Christopher Kempf at Triquarterly

Stephanie Papa at The Rumpus


Available on Amazon here

The Most Natural Thing

Anicka cracked a walnut into halves and filled the halves with wax. A birthday candle in each one, she set the halves afloat, in milk. Gently she lifted the spine of the carp: it rose from the flesh in one sweeping motion. The carp lay on the table like an unbuttoned sleeve, the spine did not seem to belong there anymore. We ate the carp, the candles fizzling down.  On the table was a watch, a white handkerchief. On the floor lay a doll, the eyes half opened, like hers, like mine, its painted eyebrows raised.


"May I See What You Are"

I was waiting for what stirred inside the reeds to stir again, when I asked: "May I see what you are," and quieted myself, felt my heart clank like a cup inside, up and down the cell bars of the ribs. But nothing moved. I thought about the day reprieves won't come despite my having other plans; how I would beg but lose myself; lose you, Anicka, an apocalypse. A wave smashed up against the shore.

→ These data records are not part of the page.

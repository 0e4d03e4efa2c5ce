//! Session token handling.
//!
//! - `SessionToken`: wrapper that prevents the bearer token from being logged
//! - `redact_bearer`: strip bearer values out of diagnostic strings

use secrecy::{ExposeSecret, SecretBox};

/// Opaque session token read from the `access_token` cookie.
///
/// The gate never looks inside the token. It is forwarded verbatim to the
/// identity and ownership services and otherwise kept out of logs.
pub struct SessionToken(SecretBox<str>);

impl SessionToken {
    /// Wrap a raw token value.
    #[must_use]
    pub fn new(token: String) -> Self {
        Self(SecretBox::new(token.into_boxed_str()))
    }

    /// Build a token from a cookie value.
    ///
    /// Returns `None` for an empty or whitespace-only value, which is what a
    /// cleared cookie looks like when the browser still sends it.
    #[must_use]
    pub fn from_cookie_value(value: &str) -> Option<Self> {
        let value = value.trim();
        if value.is_empty() {
            None
        } else {
            Some(Self::new(value.to_string()))
        }
    }

    /// Expose the raw token for an outbound call.
    ///
    /// Use sparingly - only when building the `Authorization` header.
    #[must_use]
    pub fn expose(&self) -> &str {
        self.0.expose_secret()
    }

    /// Value for an `Authorization` header.
    #[must_use]
    pub fn bearer(&self) -> String {
        format!("Bearer {}", self.expose())
    }
}

impl Clone for SessionToken {
    fn clone(&self) -> Self {
        Self::new(self.expose().to_string())
    }
}

impl std::fmt::Debug for SessionToken {
    fn fmt(&self, f: &mut std::fmt::Formatter<'_>) -> std::fmt::Result {
        write!(f, "SessionToken([REDACTED])")
    }
}

impl std::fmt::Display for SessionToken {
    fn fmt(&self, f: &mut std::fmt::Formatter<'_>) -> std::fmt::Result {
        write!(f, "[REDACTED]")
    }
}

/// Replace any `Bearer <value>` occurrence with a redacted marker.
#[must_use]
pub fn redact_bearer(text: &str) -> String {
    let mut out = String::with_capacity(text.len());
    let mut rest = text;

    while let Some(idx) = rest.find("Bearer ") {
        let (head, tail) = rest.split_at(idx + "Bearer ".len());
        out.push_str(head);
        out.push_str("[REDACTED]");
        let end = tail
            .find(|c: char| c.is_whitespace() || c == '"' || c == ',')
            .unwrap_or(tail.len());
        rest = &tail[end..];
    }

    out.push_str(rest);
    out
}

#[cfg(test)]
mod tests {
    use super::*;

    #[test]
    fn test_token_not_in_debug() {
        let token = SessionToken::new("eyJhbGciOi.secret".to_string());
        let debug = format!("{token:?}");
        assert!(!debug.contains("secret"));
        assert!(debug.contains("REDACTED"));
        assert_eq!(token.to_string(), "[REDACTED]");
    }

    #[test]
    fn test_expose_and_bearer() {
        let token = SessionToken::new("abc123".to_string());
        assert_eq!(token.expose(), "abc123");
        assert_eq!(token.bearer(), "Bearer abc123");
        assert_eq!(token.clone().expose(), "abc123");
    }

    #[test]
    fn test_empty_cookie_value_is_no_token() {
        assert!(SessionToken::from_cookie_value("").is_none());
        assert!(SessionToken::from_cookie_value("   ").is_none());
        assert_eq!(
            SessionToken::from_cookie_value(" tok ").map(|t| t.expose().to_string()),
            Some("tok".to_string())
        );
    }

    #[test]
    fn test_redact_bearer() {
        let text = r#"header "Authorization: Bearer abc.def" failed, Bearer xyz"#;
        let redacted = redact_bearer(text);
        assert!(!redacted.contains("abc.def"));
        assert!(!redacted.contains("xyz"));
        assert_eq!(redacted.matches("[REDACTED]").count(), 2);
        assert_eq!(redact_bearer("no secrets here"), "no secrets here");
    }
}
#[cfg(test)]
mod tests {
    use super::*;
    use tempfile::tempdir;

    #[test]
    fn test_default_config() {
        let config = Config::default();
        assert_eq!(config.gateway.port, 3001);
        assert_eq!(config.session.cookie_name, "access_token");
        assert_eq!(config.session.message_cookie, "auth_message");
        assert_eq!(config.redirects.sign_in, "/auth");
        assert_eq!(config.redirects.landing, "/courses");
        assert_eq!(config.backend.timeout(), Duration::from_secs(5));
        assert!(config.validate().is_ok());
    }

    #[test]
    fn test_backend_urls() {
        let backend = BackendConfig {
            base_url: "http://backend:8080/".to_string(),
            ..Default::default()
        };
        assert_eq!(
            backend.identity_url(),
            "http://backend:8080/api/v1/auth/user-info"
        );
        assert_eq!(
            backend.ownership_url(),
            "http://backend:8080/api/v1/auth/course/get"
        );
        assert_eq!(backend.logout_url(), "http://backend:8080/api/v1/auth/logout");
    }

    #[test]
    fn test_config_roundtrip() {
        let temp = tempdir().unwrap();
        let path = temp.path().join("nested").join("balagate.json");

        let mut config = Config::default();
        config.backend.base_url = "http://api.internal:9000".to_string();
        config.gateway.mode = BindMode::Public;

        config.save(&path).unwrap();

        let loaded = Config::load(&path).unwrap();
        assert_eq!(loaded.backend.base_url, "http://api.internal:9000");
        assert_eq!(loaded.gateway.mode, BindMode::Public);
        assert_eq!(loaded.gateway.bind_address(), "0.0.0.0");
    }

    #[test]
    fn test_json5_parsing() {
        let json5_content = r#"{
            // backend lives next door
            backend: {
                baseUrl: "http://backend:8080",
                timeoutSecs: 2,
            },
            gateway: {
                mode: { custom: "10.0.0.5" },
            },
            settings: { logFormat: "json" },
        }"#;

        let config: Config = json5::from_str(json5_content).unwrap();
        assert_eq!(config.backend.timeout_secs, 2);
        assert_eq!(config.gateway.port, 3001);
        assert_eq!(config.gateway.bind_address(), "10.0.0.5");
        assert_eq!(config.settings.log_format, LogFormat::Json);
    }

    #[test]
    fn test_config_validation() {
        let mut config = Config::default();
        config.gateway.port = 0;
        assert!(config.validate().is_err());

        let mut config = Config::default();
        config.backend.base_url = "backend:8080".to_string();
        assert!(config.validate().is_err());

        let mut config = Config::default();
        config.backend.timeout_secs = 0;
        assert!(config.validate().is_err());

        let mut config = Config::default();
        config.redirects.landing = "courses".to_string();
        let err = config.validate().unwrap_err();
        assert!(err.to_string().contains("redirects.landing"));
    }

    #[test]
    fn test_invalid_file_is_rejected() {
        let temp = tempdir().unwrap();
        let path = temp.path().join("balagate.json");
        std::fs::write(&path, "{ gateway: { port: 0 } }").unwrap();
        assert!(matches!(
            Config::load(&path),
            Err(ConfigError::Validation(_))
        ));

        std::fs::write(&path, "{ not json").unwrap();
        assert!(matches!(Config::load(&path), Err(ConfigError::Parse(_))));
    }
}
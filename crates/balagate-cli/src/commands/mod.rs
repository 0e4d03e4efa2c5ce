//! CLI command implementations.

pub mod check;
pub mod config;
pub mod routes;
pub mod run;
pub mod status;

pub use check::run_check;
pub use config::run_config;
pub use routes::run_routes;
pub use run::run_gateway;
pub use status::run_status;

use std::path::{Path, PathBuf};

use anyhow::{Context, Result};
use balagate_core::Config;

/// Config file in use: the explicit path, or the default location.
pub fn config_path(explicit: Option<&Path>) -> PathBuf {
    explicit.map_or_else(Config::default_path, Path::to_path_buf)
}

/// Load the effective configuration.
///
/// An explicit path must exist. The default location is optional and falls
/// back to built-in defaults. Environment overrides are applied last.
pub fn load_config(explicit: Option<&Path>) -> Result<Config> {
    let config = match explicit {
        Some(path) => Config::load(path)
            .with_context(|| format!("Failed to load config from {}", path.display()))?,
        None => Config::load_default().context("Failed to load default config")?,
    };

    Ok(config.with_env_overrides())
}
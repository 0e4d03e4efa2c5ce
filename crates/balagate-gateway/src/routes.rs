//! Route classification.
//!
//! The route table is an ordered, immutable list of rules compiled into the
//! binary. Classification is a pure function of the request path: method,
//! headers and body never influence it.

use std::fmt;

use balagate_core::types::ResourceId;

/// Access tier a route requires.
#[derive(Debug, Clone, Copy, PartialEq, Eq, Hash)]
pub enum Tier {
    /// Anyone may pass.
    Public,
    /// The sign-in page. Public, but signed-in visitors are sent away.
    SignIn,
    /// Requires a valid session.
    Authenticated,
    /// Requires a valid session with the admin role.
    Admin,
    /// Requires a valid session and, when the path names a resource, access
    /// to that specific resource.
    OwnedResource,
}

impl Tier {
    /// Check if this tier needs a resolved identity.
    #[must_use]
    pub const fn requires_auth(self) -> bool {
        matches!(self, Self::Authenticated | Self::Admin | Self::OwnedResource)
    }
}

impl fmt::Display for Tier {
    fn fmt(&self, f: &mut fmt::Formatter<'_>) -> fmt::Result {
        match self {
            Self::Public => write!(f, "public"),
            Self::SignIn => write!(f, "sign-in"),
            Self::Authenticated => write!(f, "authenticated"),
            Self::Admin => write!(f, "admin"),
            Self::OwnedResource => write!(f, "owned-resource"),
        }
    }
}

/// One entry of the route table.
#[derive(Debug, Clone, Copy, PartialEq, Eq)]
pub struct RouteRule {
    /// Path the rule applies to.
    pub pattern: &'static str,
    /// Match only the exact path instead of the path and everything below it.
    pub exact: bool,
    /// Tier the rule assigns.
    pub tier: Tier,
}

impl RouteRule {
    /// Rule matching `pattern` and every path below it.
    #[must_use]
    pub const fn prefix(pattern: &'static str, tier: Tier) -> Self {
        Self {
            pattern,
            exact: false,
            tier,
        }
    }

    /// Rule matching only `pattern` itself.
    #[must_use]
    pub const fn exact(pattern: &'static str, tier: Tier) -> Self {
        Self {
            pattern,
            exact: true,
            tier,
        }
    }

    /// Remainder of `path` after the pattern, or `None` if the rule does not
    /// apply. Prefixes only match on segment boundaries, so `/admin` covers
    /// `/admin/users` but not `/administrator`.
    fn strip<'a>(&self, path: &'a str) -> Option<&'a str> {
        let rest = path.strip_prefix(self.pattern)?;
        if rest.is_empty() {
            Some(rest)
        } else if !self.exact && rest.starts_with('/') {
            Some(rest)
        } else {
            None
        }
    }
}

/// Result of classifying a path.
#[derive(Debug, Clone, PartialEq, Eq)]
pub enum Classification {
    /// No restriction.
    Public,
    /// The sign-in page.
    SignIn,
    /// Any valid session.
    Authenticated,
    /// Admin session.
    Admin,
    /// Valid session with access to the named resource.
    OwnedResource(ResourceId),
}

impl Classification {
    /// Tier this classification belongs to.
    #[must_use]
    pub const fn tier(&self) -> Tier {
        match self {
            Self::Public => Tier::Public,
            Self::SignIn => Tier::SignIn,
            Self::Authenticated => Tier::Authenticated,
            Self::Admin => Tier::Admin,
            Self::OwnedResource(_) => Tier::OwnedResource,
        }
    }
}

/// Ordered route table. The first matching rule wins.
#[derive(Debug, Clone, Copy)]
pub struct RouteTable {
    rules: &'static [RouteRule],
}

static DEFAULT_RULES: &[RouteRule] = &[
    RouteRule::prefix("/admin", Tier::Admin),
    RouteRule::prefix("/api/admin", Tier::Admin),
    RouteRule::prefix("/courses", Tier::OwnedResource),
    RouteRule::prefix("/api/courses", Tier::OwnedResource),
    RouteRule::prefix("/articles", Tier::Authenticated),
    RouteRule::prefix("/api/articles", Tier::Authenticated),
    RouteRule::prefix("/profile", Tier::Authenticated),
    RouteRule::exact("/auth", Tier::SignIn),
];

/// The storefront's route table.
pub static DEFAULT_ROUTES: RouteTable = RouteTable::new(DEFAULT_RULES);

impl RouteTable {
    /// Create a table from an ordered rule list.
    #[must_use]
    pub const fn new(rules: &'static [RouteRule]) -> Self {
        Self { rules }
    }

    /// Rules in match order.
    #[must_use]
    pub const fn rules(&self) -> &'static [RouteRule] {
        self.rules
    }

    /// Classify a request path.
    ///
    /// The path is normalized first (percent-decoding, duplicate slashes,
    /// dot segments, trailing slash) so that spellings such as
    /// `//admin` or `/courses/../admin` land in the same tier the upstream
    /// application would route them to.
    #[must_use]
    pub fn classify(&self, path: &str) -> Classification {
        let path = normalize_path(path);

        for rule in self.rules {
            let Some(rest) = rule.strip(&path) else {
                continue;
            };

            return match rule.tier {
                Tier::Public => Classification::Public,
                Tier::SignIn => Classification::SignIn,
                Tier::Authenticated => Classification::Authenticated,
                Tier::Admin => Classification::Admin,
                Tier::OwnedResource => rest
                    .split('/')
                    .find(|s| !s.is_empty())
                    .and_then(|segment| ResourceId::new(segment))
                    .map_or(Classification::Authenticated, Classification::OwnedResource),
            };
        }

        Classification::Public
    }
}

impl Default for RouteTable {
    fn default() -> Self {
        DEFAULT_ROUTES
    }
}

/// Normalize a request path for classification.
///
/// Escapes are decoded byte-wise and invalid UTF-8 becomes U+FFFD, so a stray
/// `%FF` cannot leave the rest of the path undecoded.
#[must_use]
pub fn normalize_path(path: &str) -> String {
    let path = path.split(['?', '#']).next().unwrap_or_default();
    let bytes = urlencoding::decode_binary(path.as_bytes());
    let decoded = String::from_utf8_lossy(&bytes);

    let mut segments: Vec<&str> = Vec::new();
    for segment in decoded.split('/') {
        match segment {
            "" | "." => {}
            ".." => {
                segments.pop();
            }
            s => segments.push(s),
        }
    }

    format!("/{}", segments.join("/"))
}
//! Blast Breakout - headless entry point
//!
//! Runs the simulation with the demo autopilot (or an idle player) and the
//! mesh renderer, logging a summary when the loop stops.

use std::path::PathBuf;
use std::time::{SystemTime, UNIX_EPOCH};

use anyhow::{Context, Result};
use clap::{ArgAction, Parser};

use blast_breakout::Config;
use blast_breakout::platform::{AutopilotInput, GameLoop, InputSource, LoopStats, ScriptedInput};
use blast_breakout::renderer::{MeshRenderer, resolve_font};
use blast_breakout::sim::{GameState, TickInput};

/// Ticks an idle run lasts when `--ticks` is not given
const IDLE_TICKS: u64 = 600;

/// Blast Breakout - Breakout with explosive bricks
#[derive(Parser)]
#[command(name = "blast-breakout")]
#[command(about = "Breakout with explosive bricks", long_about = None)]
struct Cli {
    /// JSON config file (defaults when omitted)
    #[arg(short, long)]
    config: Option<PathBuf>,

    /// RNG seed for the explosive-brick layout (defaults to the clock)
    #[arg(short, long)]
    seed: Option<u64>,

    /// Stop after this many simulation ticks
    #[arg(short, long)]
    ticks: Option<u64>,

    /// Pace the loop to the tick rate instead of running flat out
    #[arg(long)]
    realtime: bool,

    /// Let the demo player drive the paddle
    #[arg(long, default_value_t = true, action = ArgAction::Set)]
    autopilot: bool,
}

fn main() {
    env_logger::Builder::from_env(env_logger::Env::default().default_filter_or("info")).init();

    if let Err(e) = run(Cli::parse()) {
        log::error!("{e:#}");
        eprintln!("Error: {e:#}");
        std::process::exit(1);
    }
}

fn run(cli: Cli) -> Result<()> {
    let config = match &cli.config {
        Some(path) => Config::load(path)
            .with_context(|| format!("failed to load config from {}", path.display()))?,
        None => Config::default(),
    };

    let seed = cli.seed.unwrap_or_else(clock_seed);
    log::info!(
        "Blast Breakout starting: {}x{} @ {} Hz ({:.4}s ticks), seed {seed}",
        config.window.width,
        config.window.height,
        config.window.tick_rate,
        config.tick_dt()
    );

    // No font backend in headless mode, so every candidate is unavailable
    let font = resolve_font(&config.fonts.candidates, |_| false);
    let renderer = MeshRenderer::new(font);
    let state = GameState::new(config, seed);

    let stats = if cli.autopilot {
        play(state, AutopilotInput::new(cli.ticks), renderer, cli.realtime)
    } else {
        let idle = std::iter::repeat_n(TickInput::default(), cli.ticks.unwrap_or(IDLE_TICKS) as usize);
        play(state, ScriptedInput::new(idle), renderer, cli.realtime)
    };

    log::info!(
        "Stopped after {} ticks / {} frames: {} bricks destroyed, {} balls lost, {} wins, {} render errors",
        stats.ticks,
        stats.frames,
        stats.bricks_destroyed,
        stats.balls_lost,
        stats.wins,
        stats.render_errors
    );
    Ok(())
}

fn play<I: InputSource>(
    state: GameState,
    input: I,
    renderer: MeshRenderer,
    realtime: bool,
) -> LoopStats {
    let mut game = GameLoop::new(state, input, renderer);
    let stats = if realtime {
        game.run_realtime().clone()
    } else {
        game.run_headless().clone()
    };
    log::info!(
        "Final score {} in match {} ({} vertices in last frame)",
        game.state.score(),
        game.state.matches,
        game.renderer().vertices().len()
    );
    stats
}

fn clock_seed() -> u64 {
    SystemTime::now()
        .duration_since(UNIX_EPOCH)
        .map(|d| d.as_millis() as u64)
        .unwrap_or_default()
}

Then in the reeds the stork began to flush and--now see what I am?--open its colossal wings.


The Assumption

From its pellet-like source the universe widens. Our car broke down near the fairgrounds that winter. There I saw the World's Tallest Man, harrowed by his ankylosis, his knees like liquidy magic eight balls. He sat in a chair, waving to us. Then he stood as if climbing up a rope. Five o'clock, just about dark. The tow truck arrived. It cranked down its hook on a chain. It hoisted the bumper, lip of a fish, until the car was almost vertical. All together we climbed in the truck, the father, the son, the quiet driver.


Enormous Yellow Sky

Like everyone I hunted mushrooms before I was born, under the two dimensional plane of sky. These were the woods where one meets the deer, the goddess in disguise. Her symbol: What is hidden would like to be known. She led me to a banquet in the clearing. Several guests sat talking at a long table. "Soon no one alive will remember the eighteenth century," whispers my father into my mother's ear. "One day too this will be a fairy tale," says my mother from behind her carnival mask.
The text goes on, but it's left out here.